───── Extracted information
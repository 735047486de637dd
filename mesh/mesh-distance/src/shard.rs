//! Round-robin partition of a rank's local facets into shards.
//!
//! Shard `s` of `n` holds local indices `i` with `i % n == s`. Each rank
//! partitions only its own facets, so shard sizes across ranks follow the
//! local facet counts; the gathered round is still one consistent global
//! snapshot.

use crate::error::{DistanceError, DistanceResult};

/// Local indices belonging to shard `shard` of `shard_count`.
///
/// Yields nothing when `shard_count` is zero.
pub fn shard_indices(len: usize, shard: usize, shard_count: usize) -> impl Iterator<Item = usize> {
    let step = shard_count.max(1);
    let start = if shard_count == 0 { len } else { shard };
    (start..len).step_by(step)
}

/// Planned size of every shard for `len` local facets.
///
/// # Example
///
/// ```
/// use mesh_distance::shard_sizes;
///
/// assert_eq!(shard_sizes(11, 4), vec![3, 3, 3, 2]);
/// assert_eq!(shard_sizes(2, 5), vec![1, 1, 0, 0, 0]);
/// ```
#[must_use]
pub fn shard_sizes(len: usize, shard_count: usize) -> Vec<usize> {
    if shard_count == 0 {
        return Vec::new();
    }
    let (base, extra) = (len / shard_count, len % shard_count);
    (0..shard_count).map(|s| base + usize::from(s < extra)).collect()
}

/// Copy the facets and metadata of one shard.
///
/// # Errors
///
/// - [`DistanceError::Consistency`] if `facets` and `metadata` differ in
///   length
/// - [`DistanceError::InvalidParams`] if `shard >= shard_count`
pub fn extract<F: Copy, M: Copy>(
    facets: &[F],
    metadata: &[M],
    shard: usize,
    shard_count: usize,
) -> DistanceResult<(Vec<F>, Vec<M>)> {
    if facets.len() != metadata.len() {
        return Err(DistanceError::consistency(format!(
            "{} facets but {} metadata records",
            facets.len(),
            metadata.len()
        )));
    }
    if shard >= shard_count {
        return Err(DistanceError::invalid_params(format!(
            "shard {shard} out of range for {shard_count} shards"
        )));
    }
    Ok(shard_indices(facets.len(), shard, shard_count)
        .map(|i| (facets[i], metadata[i]))
        .unzip())
}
──────────
What the exercise asks
Print out the whole of the material above exactly.

Answer section
repository 735047486de637dd
filename mesh/mesh-distance/src/shard.rs
//! Round-robin partition of a rank's local facets into shards.
//!
//! Shard `s` of `n` holds local indices `i` with `i % n == s`. Each rank
//! partitions only its own facets, so shard sizes across ranks follow the
//! local facet counts; the gathered round is still one consistent global
//! snapshot.

use crate::error::{DistanceError, DistanceResult};

/// Local indices belonging to shard `shard` of `shard_count`.
///
/// Yields nothing when `shard_count` is zero.
pub fn shard_indices(len: usize, shard: usize, shard_count: usize) -> impl Iterator<Item = usize> {
    let step = shard_count.max(1);
    let start = if shard_count == 0 { len } else { shard };
    (start..len).step_by(step)
}

/// Planned size of every shard for `len` local facets.
///
/// # Example
///
/// ```
/// use mesh_distance::shard_sizes;
///
/// assert_eq!(shard_sizes(11, 4), vec![3, 3, 3, 2]);
/// assert_eq!(shard_sizes(2, 5), vec![1, 1, 0, 0, 0]);
/// ```
#[must_use]
pub fn shard_sizes(len: usize, shard_count: usize) -> Vec<usize> {
    if shard_count == 0 {
        return Vec::new();
    }
    let (base, extra) = (len / shard_count, len % shard_count);
    (0..shard_count).map(|s| base + usize::from(s < extra)).collect()
}

/// Copy the facets and metadata of one shard.
///
/// # Errors
///
/// - [`DistanceError::Consistency`] if `facets` and `metadata` differ in
///   length
/// - [`DistanceError::InvalidParams`] if `shard >= shard_count`
pub fn extract<F: Copy, M: Copy>(
    facets: &[F],
    metadata: &[M],
    shard: usize,
    shard_count: usize,
) -> DistanceResult<(Vec<F>, Vec<M>)> {
    if facets.len() != metadata.len() {
        return Err(DistanceError::consistency(format!(
            "{} facets but {} metadata records",
            facets.len(),
            metadata.len()
        )));
    }
    if shard >= shard_count {
        return Err(DistanceError::invalid_params(format!(
            "shard {shard} out of range for {shard_count} shards"
        )));
    }
    Ok(shard_indices(facets.len(), shard, shard_count)
        .map(|i| (facets[i], metadata[i]))
        .unzip())
}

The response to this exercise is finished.